A friend of mine from seminary left her abusive husband after a number of years with him. Safety, even oppressive safety, had its attraction. There were concerns in leaving him—from where would the money come to provide for her children? What if she lost even partial custody in the divorce? Where were they going to live?
But now, a few years later, she is on the other side of the Sea and is looking forward with hope.
Another example of an impossible deliverance, and one that is still being played out today, is race relations in the United States. I suspect that few slaves in the 1850’s would have believed the idea that an African American would be a major party candidate for President. I’m not sure that many African Americans would have believed it 50 years ago. But some did.
Rosa Parks, by sitting down on a bus, became a part of an impossible deliverance. Believing that God’s message of deliverance was as true for her as it was for the Israelites, she rode that bus across a sea of intolerance, racism, and anxiety toward a promised land that we haven’t quite yet reached.
I’m sure that many of our lives have been impacted by addictions, either our own addictions or the addictions of people we love. Addiction is a Pharaoh that keeps people in slavery to drugs, alcohol and other things that take the place of our healthy relationships. And the impossible deliverance comes from, among other things, 12 steps. It isn’t immediate. It is a process, but by turning to God and trusting that God will get you through the moment, the hour, the day, a person who is addicted can put one foot in front of the other and head out of slavery and to the promised land.
And, perhaps our greatest illustration of deliverance involved an unwed pregnant teenager giving birth to a baby in a barn.

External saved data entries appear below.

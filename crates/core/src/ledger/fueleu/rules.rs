//! Pure pre-commit checks for FuelEU balance mutations.
//!
//! Every function takes the loaded state, returns the new state with bumped
//! versions, and never touches storage. A rejected mutation returns an error
//! and no state.

use tidemark_shared::types::{GramsCo2e, PoolId};

use super::types::{FuelEuPeriodBalance, PeriodStatus};
use crate::ledger::error::LedgerError;
use crate::ledger::pool::{AllocationType, PoolAllocation};
use crate::policy::CompliancePolicy;

fn ensure_open(balance: &FuelEuPeriodBalance) -> Result<(), LedgerError> {
    if balance.is_closed() {
        return Err(LedgerError::PeriodClosed {
            vessel_id: balance.vessel_id,
            period: balance.period_year,
        });
    }
    Ok(())
}

fn ensure_positive(amount: GramsCo2e) -> Result<(), LedgerError> {
    if !amount.is_positive() {
        return Err(LedgerError::NonPositiveAmount(amount));
    }
    Ok(())
}

fn ensure_covers(balance: &FuelEuPeriodBalance, amount: GramsCo2e) -> Result<(), LedgerError> {
    if balance.balance_gco2e < amount {
        return Err(LedgerError::InsufficientBalance {
            available: balance.balance_gco2e,
            requested: amount,
        });
    }
    Ok(())
}

fn next_version(balance: &FuelEuPeriodBalance) -> FuelEuPeriodBalance {
    FuelEuPeriodBalance {
        version: balance.version + 1,
        ..balance.clone()
    }
}

/// Books a calculated compliance balance.
///
/// # Errors
///
/// `PeriodClosed`, `NonPositiveAmount` for zero, or `AmountOverflow`.
pub fn record_compliance(
    current: &FuelEuPeriodBalance,
    amount: GramsCo2e,
) -> Result<FuelEuPeriodBalance, LedgerError> {
    ensure_open(current)?;
    if amount.is_zero() {
        return Err(LedgerError::NonPositiveAmount(amount));
    }

    let mut updated = next_version(current);
    if amount.is_positive() {
        updated.credit(amount)?;
    } else {
        updated.debit(amount.checked_abs().ok_or(LedgerError::AmountOverflow)?)?;
    }
    Ok(updated)
}

/// Moves `amount` of surplus from `current` into `target`.
///
/// Returns the updated (current, target) pair.
///
/// # Errors
///
/// `NonPositiveAmount`, `PeriodClosed`, `BankingHorizonExceeded`,
/// `InsufficientBalance`, or `AmountOverflow`.
pub fn bank(
    policy: &CompliancePolicy,
    current: &FuelEuPeriodBalance,
    target: &FuelEuPeriodBalance,
    amount: GramsCo2e,
) -> Result<(FuelEuPeriodBalance, FuelEuPeriodBalance), LedgerError> {
    ensure_positive(amount)?;
    ensure_open(current)?;

    let horizon = policy.banking_horizon_years();
    let ahead = i64::from(target.period_year) - i64::from(current.period_year);
    if ahead <= 0 || ahead > i64::from(horizon) {
        return Err(LedgerError::BankingHorizonExceeded {
            current: current.period_year,
            target: target.period_year,
            horizon,
        });
    }
    ensure_open(target)?;
    ensure_covers(current, amount)?;

    let mut source = next_version(current);
    source.debit(amount)?;
    let mut destination = next_version(target);
    destination.credit(amount)?;
    Ok((source, destination))
}

/// Takes an advance of `amount` against `from_period`.
///
/// # Errors
///
/// `NonPositiveAmount`, `PeriodClosed`, `BorrowingHorizonExceeded`,
/// `PooledVesselBorrow`, or `AmountOverflow`.
pub fn borrow(
    policy: &CompliancePolicy,
    current: &FuelEuPeriodBalance,
    from_period: i32,
    allocation: Option<&PoolAllocation>,
    amount: GramsCo2e,
) -> Result<FuelEuPeriodBalance, LedgerError> {
    ensure_positive(amount)?;
    ensure_open(current)?;

    let horizon = policy.borrowing_horizon_years();
    let ahead = i64::from(from_period) - i64::from(current.period_year);
    if ahead <= 0 || ahead > i64::from(horizon) {
        return Err(LedgerError::BorrowingHorizonExceeded {
            current: current.period_year,
            from: from_period,
            horizon,
        });
    }
    if allocation.is_some() || current.pool_id.is_some() {
        return Err(LedgerError::PooledVesselBorrow {
            vessel_id: current.vessel_id,
            period: current.period_year,
        });
    }

    let mut updated = next_version(current);
    updated.debit(amount)?;
    Ok(updated)
}

/// Joins `pool_id` for the current period.
///
/// Outflow amounts are stored negative, inflow amounts positive, whatever
/// sign the caller used.
///
/// # Errors
///
/// `NonPositiveAmount` for zero, `PeriodClosed`, `DuplicatePoolAllocation`,
/// `InsufficientBalance` for an uncovered outflow, or `AmountOverflow`.
pub fn join_pool(
    current: &FuelEuPeriodBalance,
    existing: Option<&PoolAllocation>,
    pool_id: PoolId,
    allocation_type: AllocationType,
    amount: GramsCo2e,
) -> Result<(FuelEuPeriodBalance, PoolAllocation), LedgerError> {
    let magnitude = amount.checked_abs().ok_or(LedgerError::AmountOverflow)?;
    ensure_positive(magnitude)?;
    ensure_open(current)?;

    if existing.is_some() || current.pool_id.is_some() {
        return Err(LedgerError::DuplicatePoolAllocation {
            vessel_id: current.vessel_id,
            period: current.period_year,
        });
    }

    let signed = match allocation_type {
        AllocationType::Inflow => magnitude,
        AllocationType::Outflow => {
            ensure_covers(current, magnitude)?;
            GramsCo2e::ZERO
                .checked_sub(magnitude)
                .ok_or(LedgerError::AmountOverflow)?
        }
    };

    let mut updated = next_version(current);
    updated.pool_id = Some(pool_id);
    let allocation = PoolAllocation {
        pool_id,
        vessel_id: current.vessel_id,
        period_year: current.period_year,
        allocation_type,
        amount_gco2e: signed,
    };
    Ok((updated, allocation))
}

/// Closes `current` and carries any surplus into `next`.
///
/// Returns the updated (closed, next) pair and the carried amount.
///
/// # Errors
///
/// `PeriodClosed` if either period is closed, `ClosureDeficit` for a
/// negative balance, or `AmountOverflow`.
pub fn close(
    current: &FuelEuPeriodBalance,
    next: &FuelEuPeriodBalance,
) -> Result<(FuelEuPeriodBalance, FuelEuPeriodBalance, GramsCo2e), LedgerError> {
    ensure_open(current)?;
    if current.balance_gco2e.is_negative() {
        return Err(LedgerError::ClosureDeficit {
            vessel_id: current.vessel_id,
            period: current.period_year,
            balance: current.balance_gco2e,
        });
    }
    ensure_open(next)?;

    let mut closed = next_version(current);
    closed.status = PeriodStatus::Closed;

    let carried = current.balance_gco2e;
    let mut opening = next.clone();
    if carried.is_positive() {
        opening = next_version(next);
        opening.credit(carried)?;
    }
    Ok((closed, opening, carried))
}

The impossible deliverance of God’s people from the Pharaoh of Sin was accomplished not by military might, economic power, or worldly success, but by this baby, Jesus Christ, God’s own son, who died a humiliating death on a cross, finding strength in defeat and, in weakness, triumph over death itself. Impossible deliverance, indeed.
Friends, we should still be sitting around the fire telling this story to our children. As you consider where you are on this journey of deliverance, I invite you to encourage each other along this path. It is a difficult thing to turn away from the messages of Pharaoh and trust in God’s deliverance. But it is what we do. And it is what we do together. Amen.